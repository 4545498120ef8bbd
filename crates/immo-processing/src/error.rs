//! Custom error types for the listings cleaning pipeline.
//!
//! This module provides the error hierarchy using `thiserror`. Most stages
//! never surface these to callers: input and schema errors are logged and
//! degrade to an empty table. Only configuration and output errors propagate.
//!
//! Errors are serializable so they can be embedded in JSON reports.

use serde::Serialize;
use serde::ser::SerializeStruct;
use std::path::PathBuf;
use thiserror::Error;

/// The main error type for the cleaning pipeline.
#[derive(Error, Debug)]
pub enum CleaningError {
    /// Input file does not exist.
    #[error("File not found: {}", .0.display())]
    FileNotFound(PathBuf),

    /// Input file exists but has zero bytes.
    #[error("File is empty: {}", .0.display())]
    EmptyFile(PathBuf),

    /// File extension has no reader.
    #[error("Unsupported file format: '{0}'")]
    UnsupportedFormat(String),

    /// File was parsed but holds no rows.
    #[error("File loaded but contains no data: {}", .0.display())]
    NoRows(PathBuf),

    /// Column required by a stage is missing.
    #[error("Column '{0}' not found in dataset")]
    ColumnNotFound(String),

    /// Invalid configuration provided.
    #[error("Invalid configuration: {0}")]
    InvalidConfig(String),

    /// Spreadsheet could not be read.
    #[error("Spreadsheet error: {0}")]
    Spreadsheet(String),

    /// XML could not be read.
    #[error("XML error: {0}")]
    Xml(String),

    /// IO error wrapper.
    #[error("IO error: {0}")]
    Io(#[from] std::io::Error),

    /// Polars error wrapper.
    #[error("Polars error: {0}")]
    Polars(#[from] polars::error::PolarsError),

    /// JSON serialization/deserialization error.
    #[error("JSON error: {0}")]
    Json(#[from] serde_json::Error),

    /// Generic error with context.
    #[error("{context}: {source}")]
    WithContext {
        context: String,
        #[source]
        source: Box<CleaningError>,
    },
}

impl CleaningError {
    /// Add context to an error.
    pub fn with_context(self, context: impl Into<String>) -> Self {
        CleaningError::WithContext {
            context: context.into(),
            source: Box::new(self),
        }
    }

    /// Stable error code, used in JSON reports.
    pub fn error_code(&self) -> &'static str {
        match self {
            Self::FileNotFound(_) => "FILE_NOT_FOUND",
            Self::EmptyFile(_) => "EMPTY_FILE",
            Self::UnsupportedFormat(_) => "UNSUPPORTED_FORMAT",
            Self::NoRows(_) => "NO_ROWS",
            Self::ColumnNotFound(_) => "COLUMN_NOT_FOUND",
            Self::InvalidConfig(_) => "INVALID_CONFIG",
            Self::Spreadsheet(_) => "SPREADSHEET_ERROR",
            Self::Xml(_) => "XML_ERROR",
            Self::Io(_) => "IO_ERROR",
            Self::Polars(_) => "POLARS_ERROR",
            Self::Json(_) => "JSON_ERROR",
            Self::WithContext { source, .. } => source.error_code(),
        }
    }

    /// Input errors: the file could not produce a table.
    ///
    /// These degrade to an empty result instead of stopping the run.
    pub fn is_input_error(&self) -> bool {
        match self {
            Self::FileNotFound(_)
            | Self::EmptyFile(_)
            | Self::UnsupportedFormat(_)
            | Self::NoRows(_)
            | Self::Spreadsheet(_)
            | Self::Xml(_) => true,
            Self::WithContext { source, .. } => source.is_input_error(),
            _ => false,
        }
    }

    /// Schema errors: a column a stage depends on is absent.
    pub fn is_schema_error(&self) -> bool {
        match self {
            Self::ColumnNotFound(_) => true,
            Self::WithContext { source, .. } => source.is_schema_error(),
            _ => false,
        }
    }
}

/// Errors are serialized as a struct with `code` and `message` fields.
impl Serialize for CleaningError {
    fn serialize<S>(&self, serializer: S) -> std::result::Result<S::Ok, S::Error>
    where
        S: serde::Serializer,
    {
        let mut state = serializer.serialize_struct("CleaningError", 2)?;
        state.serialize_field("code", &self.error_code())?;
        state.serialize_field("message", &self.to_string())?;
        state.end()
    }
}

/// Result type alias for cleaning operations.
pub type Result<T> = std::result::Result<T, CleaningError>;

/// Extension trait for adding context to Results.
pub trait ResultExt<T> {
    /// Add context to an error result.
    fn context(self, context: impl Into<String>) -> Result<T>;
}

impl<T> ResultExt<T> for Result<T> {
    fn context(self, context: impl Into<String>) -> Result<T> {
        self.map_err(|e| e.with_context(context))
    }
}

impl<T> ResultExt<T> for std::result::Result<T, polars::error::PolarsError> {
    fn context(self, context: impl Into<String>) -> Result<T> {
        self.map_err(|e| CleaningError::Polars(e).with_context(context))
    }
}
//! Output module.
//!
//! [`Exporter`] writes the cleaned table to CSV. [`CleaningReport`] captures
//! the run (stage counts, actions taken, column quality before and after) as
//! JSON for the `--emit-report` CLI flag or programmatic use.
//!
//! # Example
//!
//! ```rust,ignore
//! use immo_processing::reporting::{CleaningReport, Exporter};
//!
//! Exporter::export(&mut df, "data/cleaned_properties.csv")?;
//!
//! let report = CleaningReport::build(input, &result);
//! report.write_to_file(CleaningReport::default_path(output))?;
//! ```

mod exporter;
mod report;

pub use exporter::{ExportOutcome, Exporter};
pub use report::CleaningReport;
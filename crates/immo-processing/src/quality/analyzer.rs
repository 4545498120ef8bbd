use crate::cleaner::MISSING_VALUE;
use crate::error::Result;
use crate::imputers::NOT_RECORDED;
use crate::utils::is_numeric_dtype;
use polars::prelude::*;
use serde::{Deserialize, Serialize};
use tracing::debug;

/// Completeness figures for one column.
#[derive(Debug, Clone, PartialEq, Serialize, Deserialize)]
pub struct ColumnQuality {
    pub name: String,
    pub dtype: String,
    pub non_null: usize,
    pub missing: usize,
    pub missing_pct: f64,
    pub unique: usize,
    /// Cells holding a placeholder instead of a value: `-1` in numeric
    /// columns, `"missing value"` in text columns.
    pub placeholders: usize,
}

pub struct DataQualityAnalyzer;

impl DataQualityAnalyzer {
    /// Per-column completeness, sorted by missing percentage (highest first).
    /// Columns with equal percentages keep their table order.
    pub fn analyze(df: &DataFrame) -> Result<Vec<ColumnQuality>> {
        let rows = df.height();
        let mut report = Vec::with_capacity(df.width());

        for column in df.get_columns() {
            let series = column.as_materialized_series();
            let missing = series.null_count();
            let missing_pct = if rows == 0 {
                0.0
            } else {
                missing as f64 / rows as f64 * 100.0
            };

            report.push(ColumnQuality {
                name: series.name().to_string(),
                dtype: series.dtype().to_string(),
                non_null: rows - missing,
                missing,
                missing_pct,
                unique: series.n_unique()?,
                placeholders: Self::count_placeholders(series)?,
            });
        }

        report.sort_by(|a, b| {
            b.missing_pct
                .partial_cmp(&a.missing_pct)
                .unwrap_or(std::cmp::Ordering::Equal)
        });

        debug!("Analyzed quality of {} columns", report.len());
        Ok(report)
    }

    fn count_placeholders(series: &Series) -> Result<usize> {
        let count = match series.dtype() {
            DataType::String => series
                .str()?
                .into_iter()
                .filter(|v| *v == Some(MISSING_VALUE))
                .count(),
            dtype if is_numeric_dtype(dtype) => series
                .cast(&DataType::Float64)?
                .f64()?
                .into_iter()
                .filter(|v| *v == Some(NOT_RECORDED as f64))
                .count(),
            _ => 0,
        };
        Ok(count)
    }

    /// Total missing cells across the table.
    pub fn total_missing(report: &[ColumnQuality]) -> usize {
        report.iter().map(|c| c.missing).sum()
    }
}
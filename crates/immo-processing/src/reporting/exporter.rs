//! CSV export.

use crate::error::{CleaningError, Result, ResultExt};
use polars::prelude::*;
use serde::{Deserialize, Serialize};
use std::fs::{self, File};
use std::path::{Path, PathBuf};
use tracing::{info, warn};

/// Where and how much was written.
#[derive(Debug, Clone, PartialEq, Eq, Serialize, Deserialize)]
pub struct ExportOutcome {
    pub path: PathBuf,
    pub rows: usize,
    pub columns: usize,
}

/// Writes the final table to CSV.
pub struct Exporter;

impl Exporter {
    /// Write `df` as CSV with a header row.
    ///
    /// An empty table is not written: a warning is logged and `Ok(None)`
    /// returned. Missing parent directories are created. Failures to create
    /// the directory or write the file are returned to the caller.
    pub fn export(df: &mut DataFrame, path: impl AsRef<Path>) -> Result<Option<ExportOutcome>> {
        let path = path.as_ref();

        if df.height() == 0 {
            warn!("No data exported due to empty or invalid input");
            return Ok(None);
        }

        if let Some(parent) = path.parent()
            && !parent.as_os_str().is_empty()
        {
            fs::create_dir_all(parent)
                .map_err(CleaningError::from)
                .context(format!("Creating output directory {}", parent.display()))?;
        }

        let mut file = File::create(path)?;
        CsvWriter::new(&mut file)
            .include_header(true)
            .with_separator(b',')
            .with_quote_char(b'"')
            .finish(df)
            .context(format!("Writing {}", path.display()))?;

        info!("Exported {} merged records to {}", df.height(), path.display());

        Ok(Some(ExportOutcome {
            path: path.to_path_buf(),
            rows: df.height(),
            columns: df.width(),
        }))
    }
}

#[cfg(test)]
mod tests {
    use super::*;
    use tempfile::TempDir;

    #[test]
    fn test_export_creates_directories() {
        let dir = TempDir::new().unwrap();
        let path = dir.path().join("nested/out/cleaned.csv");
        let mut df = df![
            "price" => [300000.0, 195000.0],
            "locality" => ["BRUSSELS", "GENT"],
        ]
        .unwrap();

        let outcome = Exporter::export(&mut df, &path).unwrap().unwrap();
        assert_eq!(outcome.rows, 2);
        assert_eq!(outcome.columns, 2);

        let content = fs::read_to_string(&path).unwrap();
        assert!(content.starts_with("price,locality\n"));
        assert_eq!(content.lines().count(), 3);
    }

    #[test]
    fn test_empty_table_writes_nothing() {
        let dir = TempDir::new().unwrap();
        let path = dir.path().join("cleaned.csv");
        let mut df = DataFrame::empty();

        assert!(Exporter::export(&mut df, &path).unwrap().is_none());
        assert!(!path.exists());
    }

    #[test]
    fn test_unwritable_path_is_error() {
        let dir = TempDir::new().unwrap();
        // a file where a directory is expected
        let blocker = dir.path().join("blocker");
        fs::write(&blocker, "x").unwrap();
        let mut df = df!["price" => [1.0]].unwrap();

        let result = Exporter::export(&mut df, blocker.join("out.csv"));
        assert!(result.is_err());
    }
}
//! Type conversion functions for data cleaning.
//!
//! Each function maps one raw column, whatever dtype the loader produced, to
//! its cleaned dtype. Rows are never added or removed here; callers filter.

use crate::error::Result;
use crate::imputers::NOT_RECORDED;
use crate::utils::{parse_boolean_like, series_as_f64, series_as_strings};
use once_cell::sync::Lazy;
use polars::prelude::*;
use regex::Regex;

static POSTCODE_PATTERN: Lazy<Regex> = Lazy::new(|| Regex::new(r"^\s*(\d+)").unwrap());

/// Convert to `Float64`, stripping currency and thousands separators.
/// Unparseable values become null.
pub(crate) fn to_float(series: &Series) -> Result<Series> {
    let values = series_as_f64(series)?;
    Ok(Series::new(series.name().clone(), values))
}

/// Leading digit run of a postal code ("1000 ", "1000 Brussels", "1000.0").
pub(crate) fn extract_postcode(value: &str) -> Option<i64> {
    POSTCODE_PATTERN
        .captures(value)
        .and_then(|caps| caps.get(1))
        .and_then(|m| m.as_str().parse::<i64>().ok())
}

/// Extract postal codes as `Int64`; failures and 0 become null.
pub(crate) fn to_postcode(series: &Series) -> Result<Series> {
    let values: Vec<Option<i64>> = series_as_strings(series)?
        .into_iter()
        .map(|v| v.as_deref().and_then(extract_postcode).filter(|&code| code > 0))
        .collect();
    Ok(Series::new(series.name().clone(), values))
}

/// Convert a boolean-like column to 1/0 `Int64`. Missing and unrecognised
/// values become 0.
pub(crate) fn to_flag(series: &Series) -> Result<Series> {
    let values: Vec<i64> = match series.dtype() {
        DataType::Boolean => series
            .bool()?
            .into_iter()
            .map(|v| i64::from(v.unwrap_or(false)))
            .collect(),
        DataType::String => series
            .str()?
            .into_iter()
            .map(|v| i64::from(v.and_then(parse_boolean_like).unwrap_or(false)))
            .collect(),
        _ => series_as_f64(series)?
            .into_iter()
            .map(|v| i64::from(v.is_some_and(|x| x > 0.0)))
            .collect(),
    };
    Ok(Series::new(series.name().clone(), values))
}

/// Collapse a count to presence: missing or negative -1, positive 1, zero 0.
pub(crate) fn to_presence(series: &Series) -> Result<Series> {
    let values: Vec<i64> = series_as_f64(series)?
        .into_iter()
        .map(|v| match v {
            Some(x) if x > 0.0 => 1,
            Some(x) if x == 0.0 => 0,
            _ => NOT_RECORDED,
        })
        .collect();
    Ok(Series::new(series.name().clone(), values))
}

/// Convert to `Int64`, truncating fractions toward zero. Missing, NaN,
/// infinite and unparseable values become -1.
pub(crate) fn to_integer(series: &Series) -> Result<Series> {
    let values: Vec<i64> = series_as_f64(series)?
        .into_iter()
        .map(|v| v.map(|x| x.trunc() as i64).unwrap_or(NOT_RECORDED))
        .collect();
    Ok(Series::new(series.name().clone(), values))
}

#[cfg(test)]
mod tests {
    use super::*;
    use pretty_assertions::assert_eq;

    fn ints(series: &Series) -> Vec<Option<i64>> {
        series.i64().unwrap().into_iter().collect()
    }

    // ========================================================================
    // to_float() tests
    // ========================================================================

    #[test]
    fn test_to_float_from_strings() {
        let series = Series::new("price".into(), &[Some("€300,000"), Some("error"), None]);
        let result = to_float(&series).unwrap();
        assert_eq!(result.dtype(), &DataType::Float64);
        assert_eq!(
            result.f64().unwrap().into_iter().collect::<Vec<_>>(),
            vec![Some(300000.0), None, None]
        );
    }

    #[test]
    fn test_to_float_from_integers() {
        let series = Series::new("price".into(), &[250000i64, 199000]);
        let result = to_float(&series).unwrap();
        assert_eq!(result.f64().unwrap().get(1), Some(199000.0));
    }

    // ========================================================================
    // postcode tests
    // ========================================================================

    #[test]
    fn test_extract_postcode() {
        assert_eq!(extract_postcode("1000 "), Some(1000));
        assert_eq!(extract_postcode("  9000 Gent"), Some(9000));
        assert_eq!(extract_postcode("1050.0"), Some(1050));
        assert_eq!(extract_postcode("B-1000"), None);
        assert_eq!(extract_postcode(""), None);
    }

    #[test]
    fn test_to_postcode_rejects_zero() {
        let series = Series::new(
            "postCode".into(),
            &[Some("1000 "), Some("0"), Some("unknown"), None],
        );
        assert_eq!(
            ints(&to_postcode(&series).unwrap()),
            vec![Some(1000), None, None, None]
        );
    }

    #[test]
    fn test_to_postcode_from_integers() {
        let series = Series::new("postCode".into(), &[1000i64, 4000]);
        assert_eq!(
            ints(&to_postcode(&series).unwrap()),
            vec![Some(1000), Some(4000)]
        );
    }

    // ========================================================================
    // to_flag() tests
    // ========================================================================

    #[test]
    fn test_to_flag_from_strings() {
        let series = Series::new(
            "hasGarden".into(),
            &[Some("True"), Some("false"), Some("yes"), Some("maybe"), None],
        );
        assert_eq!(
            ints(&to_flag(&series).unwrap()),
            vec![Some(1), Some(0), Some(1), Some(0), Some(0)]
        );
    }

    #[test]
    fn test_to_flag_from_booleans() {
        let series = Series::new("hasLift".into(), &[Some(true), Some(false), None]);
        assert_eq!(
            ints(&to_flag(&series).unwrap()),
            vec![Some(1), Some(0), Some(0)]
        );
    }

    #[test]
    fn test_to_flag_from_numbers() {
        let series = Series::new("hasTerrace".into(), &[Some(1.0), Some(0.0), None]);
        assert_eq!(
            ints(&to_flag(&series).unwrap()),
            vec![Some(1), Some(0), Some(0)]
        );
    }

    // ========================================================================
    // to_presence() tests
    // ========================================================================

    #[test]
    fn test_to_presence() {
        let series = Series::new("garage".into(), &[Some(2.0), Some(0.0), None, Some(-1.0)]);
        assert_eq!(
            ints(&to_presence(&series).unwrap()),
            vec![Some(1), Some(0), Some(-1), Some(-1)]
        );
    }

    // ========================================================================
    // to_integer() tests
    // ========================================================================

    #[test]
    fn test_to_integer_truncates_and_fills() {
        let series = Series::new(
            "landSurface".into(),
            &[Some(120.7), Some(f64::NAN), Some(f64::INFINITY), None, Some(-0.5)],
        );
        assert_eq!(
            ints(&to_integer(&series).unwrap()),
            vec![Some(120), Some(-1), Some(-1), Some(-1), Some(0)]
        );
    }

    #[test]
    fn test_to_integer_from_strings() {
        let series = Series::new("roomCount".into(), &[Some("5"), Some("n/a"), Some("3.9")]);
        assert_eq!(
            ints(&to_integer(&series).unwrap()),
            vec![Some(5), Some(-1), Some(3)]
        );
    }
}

#### [WORK REQUIRED]
Start at the first line of the entries and stop at the line that contains "are logged and". Repeat every line in that span exactly, and nothing beyond it.

#### [TASK RESPONSE]
repository 4545498120ef8bbd
filename crates/immo-processing/src/error.rs
//! Custom error types for the listings cleaning pipeline.
//!
//! This module provides the error hierarchy using `thiserror`. Most stages
//! never surface these to callers: input and schema errors are logged and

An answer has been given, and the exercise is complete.